A 2003 study published in the journal Sports Medicine found that "exercise intensity above lactate threshold and for a minimum of 10 minutes appears to elicit the greatest stimulus to the secretion of HGH." HGH or human growth hormone is described by some as the key to slowing the aging process. It is known to be responsible for increasing bone density and muscle mass and decreasing body fat.
I first read about this in an article by Dr. Mercola who said he lost 17 pounds of body fat and gained 5 pounds of muscle in a short time by changing nothing other than how he exercised. He added what he calls the Peak 8 to his routine only three times a week. I was hooked and began adding this to my own routine, seeing dramatic results as well.
So, how do you do Peak 8? Get on any cardio machine. I like to use the elliptical as my heart rate seems to go up the highest here. It's also very easy on my body which I choose to be gentle with. I simply warm up for 2 minutes at a fairly slow pace. Then I increase the resistance and go all out as hard as I can for 30 seconds. Go so hard that at the end of the interval, you couldn't go another few seconds. You should not be able talk during your intervals. After 30 seconds, reduce the resistance and go slowly for 90 seconds. Then again increase the resistance and go all out for 30 seconds. Repeat this cycle 8 times and then go slowly for about 3 minutes to recover and bring your heart rate back down.

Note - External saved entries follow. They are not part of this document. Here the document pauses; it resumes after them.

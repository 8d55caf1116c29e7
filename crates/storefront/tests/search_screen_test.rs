use std::sync::Arc;
use std::time::Duration;
use storefront::api::mock::MockCatalog;
use storefront::api::{ApiError, CatalogApi};
use storefront::clients::SearchClient;
use storefront::model::{FilterOverrides, FilterState, Product, ResultSet};
use storefront::search_screen::{self, parse_filters, Body, Listing, SearchError};
use screen_framework::{LoadState, ScreenHandle};

// --- Helpers ---

fn product(id: &str) -> Product {
    Product {
        id: id.into(),
        name: format!("Product {id}"),
        slug: format!("product-{id}"),
        category: "Shirts".into(),
        image: format!("/images/{id}.jpg"),
        price: 30.0,
        rating: 4.0,
        num_reviews: 3,
        count_in_stock: 5,
        description: None,
    }
}

fn page_of(ids: &[&str], pages: u32) -> ResultSet {
    ResultSet {
        products: ids.iter().map(|id| product(id)).collect(),
        page: 1,
        pages,
        count_products: ids.len() as u64,
    }
}

fn start(catalog: &MockCatalog, categories: Vec<String>) -> SearchClient {
    let (actor, client) = search_screen::new(8);
    let api: Arc<dyn CatalogApi> = Arc::new(catalog.clone());
    tokio::spawn(actor.run(api));
    SearchClient::new(client, categories)
}

// --- Tests ---

#[tokio::test]
async fn test_first_navigation_loads_results() {
    let catalog = MockCatalog::new();
    let filters = parse_filters("?category=Shirts&price=51-200");
    catalog.search.expect(filters.clone()).return_ok(page_of(&["a", "b"], 1));
    let client = start(&catalog, vec!["Pants".into(), "Shirts".into()]);

    let nav = client.open("/search?category=Shirts&price=51-200").await.unwrap();
    assert_eq!(
        nav.params,
        FilterState {
            category: "Shirts".into(),
            price: "51-200".into(),
            ..FilterState::default()
        }
    );

    let view = client.settled_view().await.unwrap();
    assert_eq!(view.products().len(), 2);
    assert_eq!(view.page_links().len(), 1);
    assert_eq!(view.clear_filters.as_deref(), Some("/search"));
    assert!(view.categories.iter().any(|l| l.label == "Shirts" && l.active));
    catalog.verify();
}

#[tokio::test]
async fn test_change_order_preserves_other_keys() {
    let catalog = MockCatalog::new();
    let start_filters = FilterState {
        category: "Shirts".into(),
        query: "slim".into(),
        price: "1-50".into(),
        rating: "3".into(),
        order: "newest".into(),
        page: 2,
    };
    let lowest = FilterState {
        order: "lowest".into(),
        ..start_filters.clone()
    };
    catalog.search.expect(start_filters.clone()).return_ok(page_of(&["a"], 2));
    catalog.search.expect(lowest.clone()).return_ok(page_of(&["b"], 2));
    let client = start(&catalog, vec![]);

    client
        .open("/search?category=Shirts&query=slim&price=1-50&rating=3&page=2")
        .await
        .unwrap();
    client.settled().await.unwrap();

    let nav = client.change_order("lowest").await.unwrap();
    assert_eq!(nav.params, lowest);
    assert!(nav.reloaded);

    let view = client.settled_view().await.unwrap();
    assert_eq!(view.products()[0].id, "b");
    catalog.verify();
}

#[tokio::test]
async fn test_filter_page_and_clear_navigation() {
    let catalog = MockCatalog::new();
    let shirts = FilterState {
        category: "Shirts".into(),
        ..FilterState::default()
    };
    let shirts_page_2 = FilterState {
        page: 2,
        ..shirts.clone()
    };
    catalog.search.expect(FilterState::default()).return_ok(page_of(&["a"], 1));
    catalog.search.expect(shirts.clone()).return_ok(page_of(&["b"], 2));
    catalog.search.expect(shirts_page_2.clone()).return_ok(page_of(&["c"], 2));
    catalog.search.expect(FilterState::default()).return_ok(page_of(&["a"], 1));
    let client = start(&catalog, vec!["Shirts".into()]);

    client.open("/search").await.unwrap();
    client.settled().await.unwrap();

    let nav = client
        .apply_filter(FilterOverrides::new().category("Shirts"))
        .await
        .unwrap();
    assert_eq!(nav.params, shirts);
    client.settled().await.unwrap();

    let nav = client.go_to_page(2).await.unwrap();
    assert_eq!(nav.params, shirts_page_2);
    let view = client.settled_view().await.unwrap();
    assert!(view.page_links()[1].active);

    let nav = client.clear_filters().await.unwrap();
    assert_eq!(nav.params, FilterState::default());
    let view = client.settled_view().await.unwrap();
    assert_eq!(view.clear_filters, None);
    catalog.verify();
}

#[tokio::test]
async fn test_stale_response_never_overwrites_newer_filters() {
    let catalog = MockCatalog::new();
    let f1 = parse_filters("?order=lowest");
    let f2 = parse_filters("?order=highest");
    let a = catalog.search.expect(f1.clone()).deferred();
    let b = catalog.search.expect(f2.clone()).deferred();
    let client = start(&catalog, vec![]);

    client.open("/search?order=lowest").await.unwrap();
    client.open("/search?order=highest").await.unwrap();

    // Newer filters' fetch (B) resolves first
    b.resolve_ok(page_of(&["highest"], 1));
    let view = client.settled_view().await.unwrap();
    assert_eq!(view.products()[0].id, "highest");

    // Older fetch (A) resolves afterwards
    a.resolve_ok(page_of(&["lowest"], 1));
    let snapshot = tokio::time::timeout(Duration::from_secs(5), async {
        loop {
            let snapshot = client.snapshot().await.unwrap();
            if snapshot.discarded == 1 {
                return snapshot;
            }
            tokio::task::yield_now().await;
        }
    })
    .await
    .expect("stale fetch never completed");

    assert_eq!(snapshot.params, Some(f2));
    let committed = snapshot.state.data().unwrap();
    assert_eq!(committed.products[0].id, "highest");
    catalog.verify();
}

#[tokio::test]
async fn test_loading_is_entered_immediately() {
    let catalog = MockCatalog::new();
    let first = catalog.search.expect(FilterState::default()).deferred();
    let client = start(&catalog, vec![]);

    client.open("/search").await.unwrap();
    let view = client.view().await.unwrap();
    assert_eq!(view.body, Body::Loading);

    first.resolve_ok(page_of(&[], 0));
    let view = client.settled_view().await.unwrap();
    assert!(matches!(view.body, Body::Results(_)));
}

#[tokio::test]
async fn test_no_results_renders_placeholder_only() {
    let catalog = MockCatalog::new();
    let filters = parse_filters("?query=nothing");
    catalog.search.expect(filters).return_ok(page_of(&[], 0));
    let client = start(&catalog, vec![]);

    client.open("/search?query=nothing").await.unwrap();
    let view = client.settled_view().await.unwrap();
    match &view.body {
        Body::Results(results) => {
            assert_eq!(results.listing, Listing::Empty);
            assert!(results.pages.is_empty());
            assert_eq!(results.headline, "No Results : nothing");
        }
        other => panic!("unexpected body {other:?}"),
    }
}

#[tokio::test]
async fn test_failure_shows_message_then_retry_recovers() {
    let catalog = MockCatalog::new();
    let filters = parse_filters("?category=Shirts");
    catalog.search.expect(filters.clone()).return_err(ApiError::Status {
        status: 500,
        message: "Database unavailable".into(),
    });
    catalog.search.expect(filters.clone()).return_ok(page_of(&["a"], 1));
    let client = start(&catalog, vec![]);

    client.open("/search?category=Shirts").await.unwrap();
    let view = client.settled_view().await.unwrap();
    assert_eq!(view.body, Body::Failed("Database unavailable".into()));
    assert!(view.products().is_empty());
    assert!(view.page_links().is_empty());
    // The location still carries the filters
    assert_eq!(view.filters, filters);

    // Re-opening the unchanged location retries
    let nav = client.open("/search?category=Shirts").await.unwrap();
    assert!(nav.reloaded);
    let snapshot = client.settled().await.unwrap();
    assert!(matches!(snapshot.state, LoadState::Success(_)));
    catalog.verify();
}

#[tokio::test]
async fn test_unchanged_location_after_success_is_noop() {
    let catalog = MockCatalog::new();
    catalog.search.expect(FilterState::default()).return_ok(page_of(&["a"], 1));
    let client = start(&catalog, vec![]);

    client.open("/search").await.unwrap();
    client.settled().await.unwrap();

    // Spelling the defaults out is the same FilterState
    let nav = client
        .open("/search?category=all&query=all&price=all&rating=all&order=newest&page=1")
        .await
        .unwrap();
    assert!(!nav.reloaded);
    assert_eq!(nav.generation, 1);
    catalog.verify();
}

#[tokio::test]
async fn test_closed_screen_maps_to_search_error() {
    let (actor, client) = search_screen::new(8);
    drop(actor);
    let client = SearchClient::new(client, vec![]);

    let err = client.open("/search").await.unwrap_err();
    assert_eq!(err, SearchError::Screen("Screen closed".into()));
    assert_eq!(err.to_string(), "Screen communication error: Screen closed");
}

If you do not have access to an exercise machine, you can do this outdoors while walking or running or even in the garage with a jump rope.
"Be mindful of your current fitness level and don't overdo it when you first start out. Also keep in mind that there's no "magical" speed here. It's entirely individual, based on your current level of fitness. Some may reach their anabolic threshold by walking at a quick pace, while others may need to perform a mad-dash to get the same effect.
If you are out of shape you may want to start with just two or three repetitions, and work your way up to eight, which is where the magic really starts to happen. If you can do a Peak 8 workout twice a week, and follow a healthy diet, you will increase your production of growth hormone" (Mercola).
The key here is that you get into your anaerobic heart rate zone during the high-intensity portion of your training. Your heart rate will get higher with each repetition, so your goal will be to have it at the anaerobic goal rate by the 8th repetition.
Consumption of sugar will shut off your body's ability to produce HGH. Instead, consume a diet of healthy fats, proteins and vegetables. Avoid eating two hours prior to Peak 8 exercise. I do mine first thing in the morning on an empty stomach. For maximum HGH production, make sure you are also well hydrated and getting adequate sleep.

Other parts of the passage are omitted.